La captura de dos de los secuestradores del atunero vasco 'Alakrana' por parte de la Armada ha acabado convirtiéndose en una complicación añadida para la liberación de los marineros. Los piratas somalíes que retienen a los 36 miembros de la tripulación desde hace ya más de un mes llevaron este jueves a tierra a tres de sus víctimas, dos gallegos y un vasco, en un intento de aumentar la presión sobre el Gobierno y el armador. Exigen que se deje libres a sus compinches encarcelados en España y amenazan con cobrarse la vida de los secuestrados. La idea inicial de Defensa, que consideraba que tras este nuevo chantaje se encontraba sólo el deseo de lograr más dinero, quedó eclipsada por el testimonio del patrón del barco, Ricardo Blach: «Nos han dicho que si no hay movimiento dentro de tres días los matarán y llevarán a otros tres a tierra y así hasta el final».

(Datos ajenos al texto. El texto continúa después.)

use std::path::{Path, PathBuf};
use crate::errors::Result;
use log::{debug, info, warn};

/// Image extensions a media tool may leave next to an audio file after
/// embedding the cover.
pub const COVER_SIDECAR_EXTENSIONS: [&str; 4] = ["jpg", "jpeg", "png", "webp"];

const FOLDER_NAME_PUNCTUATION: [char; 6] = [' ', '.', '-', '_', '(', ')'];

/// Derives a directory name from a human readable title: keeps alphanumerics
/// and ` .-_()`, drops everything else, trims surrounding whitespace.
///
/// Distinct titles may collide; that is accepted.
pub fn sanitize_folder_name(title: &str) -> String {
    title
        .chars()
        .filter(|c| c.is_alphanumeric() || FOLDER_NAME_PUNCTUATION.contains(c))
        .collect::<String>()
        .trim()
        .to_string()
}

/// Sanitizes a filename by replacing characters that are invalid on common
/// filesystems.
pub fn sanitize_filename(filename: &str) -> String {
    filename
        .chars()
        .map(|c| match c {
            '<' | '>' | ':' | '"' | '/' | '\\' | '|' | '?' | '*' => '_',
            c if c.is_control() => '_',
            c => c,
        })
        .collect()
}

/// Joins a sanitized collection title onto `parent`. Titles that sanitize to
/// nothing keep the parent unchanged.
pub fn collection_directory(parent: &Path, title: &str) -> PathBuf {
    let folder = sanitize_folder_name(title);
    if folder.is_empty() {
        parent.to_path_buf()
    } else {
        parent.join(folder)
    }
}

/// Creates a directory if it doesn't exist
pub async fn ensure_dir_exists(path: &Path) -> Result<()> {
    if !path.exists() {
        tokio::fs::create_dir_all(path).await?;
        info!("📁 Created directory: {:?}", path);
    }
    Ok(())
}

/// Deletes `<stem>.<image ext>` files sitting next to `audio_file`. Failures
/// are logged and swallowed. Returns the removed paths.
pub async fn remove_cover_sidecars(audio_file: &Path) -> Vec<PathBuf> {
    let mut removed = Vec::new();
    let (Some(parent), Some(stem)) = (audio_file.parent(), audio_file.file_stem()) else {
        return removed;
    };

    for ext in COVER_SIDECAR_EXTENSIONS {
        let mut name = stem.to_os_string();
        name.push(".");
        name.push(ext);
        let sidecar = parent.join(name);
        if sidecar == audio_file || !sidecar.exists() {
            continue;
        }
        match tokio::fs::remove_file(&sidecar).await {
            Ok(()) => {
                debug!("🧹 [CLEANUP] Removed cover sidecar: {:?}", sidecar);
                removed.push(sidecar);
            }
            Err(e) => warn!("⚠️ [CLEANUP] Could not remove cover sidecar {:?}: {}", sidecar, e),
        }
    }

    removed
}

/// Generates a unique ID for a submitted request
pub fn generate_request_id() -> String {
    uuid::Uuid::new_v4().to_string()
}
use std::path::{Path, PathBuf};
use std::sync::Arc;
use rand::Rng;
use tokio_util::sync::CancellationToken;
use crate::downloader::http_pool::HttpPool;
use crate::errors::{AppError, Result};
use crate::utils::{ensure_dir_exists, sanitize_filename};

/// Non-audio output mode: saves one picture from a fixed image source
/// instead of resolving the query.
pub struct PlaceholderFetcher {
    http: Arc<HttpPool>,
    source_url: String,
}

impl PlaceholderFetcher {
    pub fn new(http: Arc<HttpPool>, source_url: impl Into<String>) -> Self {
        Self {
            http,
            source_url: source_url.into(),
        }
    }

    pub fn title_for(query: &str) -> String {
        format!("Placeholder for {}", query.trim())
    }

    /// Downloads the image into `destination` and returns the written path.
    pub async fn fetch(&self, query: &str, destination: &Path, cancel: &CancellationToken) -> Result<PathBuf> {
        log::info!("🖼️ [PLACEHOLDER] Image mode for '{}'", query);
        ensure_dir_exists(destination).await?;

        let fetched = tokio::select! {
            _ = cancel.cancelled() => return Err(AppError::Cancelled),
            fetched = self.http.get_bytes(&self.source_url) => fetched,
        };
        let fetched = fetched.map_err(|e| match e {
            AppError::BackendFetch(_) => e,
            other => AppError::BackendFetch(format!("Placeholder image unavailable: {}", other)),
        })?;

        let extension = extension_for(fetched.content_type.as_deref());
        let file_path = destination.join(placeholder_file_name(query, extension));
        tokio::fs::write(&file_path, &fetched.data).await?;

        log::info!("✅ [PLACEHOLDER] Saved {} bytes to {:?}", fetched.data.len(), file_path);
        Ok(file_path)
    }
}

/// `Placeholder_for_<query>_<NNN>.<ext>` with a random three digit suffix.
pub fn placeholder_file_name(query: &str, extension: &str) -> String {
    let stem = sanitize_filename(&query.trim().replace(' ', "_"));
    let suffix: u16 = rand::thread_rng().gen_range(100..=999);
    format!("Placeholder_for_{}_{}.{}", stem, suffix, extension)
}

pub fn extension_for(content_type: Option<&str>) -> &'static str {
    let mime = content_type
        .and_then(|value| value.split(';').next())
        .map(|value| value.trim().to_ascii_lowercase());
    match mime.as_deref() {
        Some("image/png") => "png",
        Some("image/webp") => "webp",
        Some("image/gif") => "gif",
        _ => "jpg",
    }
}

La ministra de Defensa, Carme Chacón, que compareció tras celebrar una reunión de urgencia con la comisión de coordinación interministerial que se encarga del secuestro del pesquero, aseguró que los servicios de inteligencia saben «exactamente» a qué lugar de la costa simalí se ha trasladado a los tres pescadores y también que se encuentran «bien». Fue un mensaje dirigido sobre todo a las familias, entre las que ha empezado a crecer el malestar por lo mucho que está costando resolver la situación. En algunos casos, la ira y la impotencia se dirigen contra el Ejecutivo. De ahí la insistencia de la ministra de Defensa. «No escatimamos ni un solo esfuerzo con el objetivo de liberar el 'Alakrana' para que, cuanto antes, sus miembros vuelvan a casa», remarcó.
No hubo en su intervención comentario sobre las amenazas de los jefes tribales. Por la mañana el patrón del atunero, Ricardo Blach, había comentado en Radio Nacional que no daba demasiado crédito a las mismas y Chacón hizo una interpretación bastante acorde tomando como referencia los secuestros sufridos por pesqueros de otras nacionalidades en los que los asaltantes recurrieron a tácticas similares. «Los piratas usan no sólo la retención de los tripulantes sino la angustia de sus familias para conseguir sus fines criminales», aseveró. A medida que avanzaba el día, sin embargo, el temor fue en aumento. El propio Blach se mostró en Radio Euskadi más convencido de que la cosa iba en serio al afirmar que el «asunto del dinero» ya está asegurado y que, efectivamente, lo que se pretende es que se deje volver a los apresados 'Raageesey' y 'Abdu Willy' a su país.
La estrategia de utilizar a las mujeres, madres, hijos y hermanos de los rehenes como elemento de extorsión fue en este caso patente. A las 8.15 horas, antes de desembarcar a los tres hombres seleccionados del atunero, los piratas ordenaron a algunos secuestrados llamar a sus familias para que comunicarán sus intenciones. El estado de alarma en el que se encontraban los propios pescadores, que casi han agotado el agua potable, aumentó la zozobra de quienes escuchaban al otro lado del teléfono.
Solución indeseada
El Gobierno trató de mantener la calma e hizo un llamamiento a la tranquilidad, pero tampoco ocultó que la situación es cada vez más complicada. De hecho, Chacón dejó claro que no se descarta ninguna opción para lograr la liberación de los tripulantes; tampoco la militar, a la que hasta ahora el Gobierno se había mostrado reticente por el riesgo de que se produzcan bajas como ocurrió cuando las fuerzas especiales francesas asaltaron un velero de su país secuestrado (murieron un francés y tres piratas). Como se hizo con el 'Playa de Bakio', el gabinete de crisis prefería ceder al chantaje económico.
Ahora las cosas no son tan sencillas. Lo que piden los piratas son palabras mayores. Si el Gobierno se arrepiente de haber hecho pública la captura de los dos malhechores y de haberlos traído a España para que fueran juzgados conforme a la legislación nacional no lo dice. «Las fuerzas militares y los distintos países que trabajan en (la operación) 'Atalanta' tienen dos cometidos: combatir piratería y detener en flagrante delito a los que intentan secuestrar barcos; eso hizo la Armada española», defendió la ministra. Por su parte, el 'lehendakari' Patxi López solicitó a las autoridades judiciales que estudien la posibilidad de que los dos piratas sean devueltos a Somalia o a algún otro país de la zona, como Kenia, para que sean allí juzgados.
Entretanto, en el barco, el patrón se mostró convencido de que la amenaza de los piratas va en serio, pero dijo que no ha informado a sus hombres. «Me la guardo para mí», dijo. También se quejó de «al Gobierno le importamos una mierda».